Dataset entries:
[Start of section]

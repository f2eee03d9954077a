//! Calendar Integration
//!
//! Abstractions and implementations for calendar backends.

mod credentials;
mod google;
mod mock;

pub use credentials::{AuthorizedUser, CredentialProvider};
pub use google::GoogleCalendarClient;
pub use mock::StaticCalendar;

use async_trait::async_trait;
use chrono::{DateTime, Utc};
use serde::{Deserialize, Serialize};

use crate::error::Result;

/// An upcoming calendar entry
#[derive(Clone, Debug, PartialEq, Eq, Serialize, Deserialize)]
pub struct CalendarEvent {
    pub summary: String,

    /// ISO-8601 date-time, or a bare date for all-day events
    pub start: String,
}

/// Calendar client trait (Strategy pattern)
///
/// Missing or unusable credentials are reported as
/// [`crate::ConciergeError::NotAuthenticated`] so callers can degrade
/// gracefully.
#[async_trait]
pub trait CalendarClient: Send + Sync {
    /// Events starting between the two instants, in start order
    async fn list_events(&self, time_min: DateTime<Utc>, time_max: DateTime<Utc>) -> Result<Vec<CalendarEvent>>;

    /// Backend name
    fn name(&self) -> &str;
}
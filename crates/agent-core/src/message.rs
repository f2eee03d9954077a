//! Conversation Turns
//!
//! Standard (role, content) unit used for prompts and persisted history.

use serde::{Deserialize, Serialize};

/// Role of a turn's author
#[derive(Clone, Copy, Debug, PartialEq, Eq, Serialize, Deserialize)]
#[serde(rename_all = "lowercase")]
pub enum Role {
    /// System prompt/instructions
    System,
    /// User input
    User,
    /// Assistant (LLM) response
    Assistant,
}

impl std::fmt::Display for Role {
    fn fmt(&self, f: &mut std::fmt::Formatter<'_>) -> std::fmt::Result {
        match self {
            Role::System => write!(f, "system"),
            Role::User => write!(f, "user"),
            Role::Assistant => write!(f, "assistant"),
        }
    }
}

/// A single message in a conversation
///
/// Turns are immutable once created; fields are only reachable through
/// accessors.
#[derive(Clone, Debug, PartialEq, Eq, Serialize, Deserialize)]
pub struct Turn {
    role: Role,
    content: String,
}

impl Turn {
    /// Create a new turn
    pub fn new(role: Role, content: impl Into<String>) -> Self {
        Self {
            role,
            content: content.into(),
        }
    }

    /// Create a system turn
    pub fn system(content: impl Into<String>) -> Self {
        Self::new(Role::System, content)
    }

    /// Create a user turn
    pub fn user(content: impl Into<String>) -> Self {
        Self::new(Role::User, content)
    }

    /// Create an assistant turn
    pub fn assistant(content: impl Into<String>) -> Self {
        Self::new(Role::Assistant, content)
    }

    pub fn role(&self) -> Role {
        self.role
    }

    pub fn content(&self) -> &str {
        &self.content
    }
}

/// Append-only conversation history of a session
#[derive(Clone, Debug, Default, PartialEq, Eq, Serialize, Deserialize)]
#[serde(transparent)]
pub struct History {
    turns: Vec<Turn>,
}

impl History {
    pub fn new() -> Self {
        Self::default()
    }

    /// Add a turn
    pub fn push(&mut self, turn: Turn) {
        self.turns.push(turn);
    }

    /// Append one completed exchange: the user's message, then the reply
    pub fn record_exchange(&mut self, message: impl Into<String>, reply: impl Into<String>) {
        self.push(Turn::user(message));
        self.push(Turn::assistant(reply));
    }

    /// Get all turns
    pub fn turns(&self) -> &[Turn] {
        &self.turns
    }

    /// Number of turns
    pub fn len(&self) -> usize {
        self.turns.len()
    }

    /// Check if empty
    pub fn is_empty(&self) -> bool {
        self.turns.is_empty()
    }
}

impl From<Vec<Turn>> for History {
    fn from(turns: Vec<Turn>) -> Self {
        Self { turns }
    }
}

impl From<History> for Vec<Turn> {
    fn from(history: History) -> Self {
        history.turns
    }
}

#[cfg(test)]
mod tests {
    use super::*;

    #[test]
    fn test_turn_creation() {
        let turn = Turn::user("Hello");
        assert_eq!(turn.role(), Role::User);
        assert_eq!(turn.content(), "Hello");
    }

    #[test]
    fn test_record_exchange_appends_in_order() {
        let mut history = History::from(vec![Turn::user("Hi"), Turn::assistant("Hello!")]);
        let before = history.turns().to_vec();

        history.record_exchange("Price?", "It depends.");

        assert_eq!(history.len(), 4);
        assert_eq!(&history.turns()[..2], before.as_slice());
        assert_eq!(history.turns()[2], Turn::user("Price?"));
        assert_eq!(history.turns()[3], Turn::assistant("It depends."));
    }

    #[test]
    fn test_history_serializes_as_plain_list() {
        let history = History::from(vec![Turn::user("Hi")]);
        let json = serde_json::to_value(&history).unwrap();
        assert_eq!(json, serde_json::json!([{"role": "user", "content": "Hi"}]));
    }
}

[End of section]

• _Exercise directions_
Whenever a line in the entries above includes the word "reply", pull that line out.

• _Written solution_
    /// Append one completed exchange: the user's message, then the reply
    pub fn record_exchange(&mut self, message: impl Into<String>, reply: impl Into<String>) {
        self.push(Turn::assistant(reply));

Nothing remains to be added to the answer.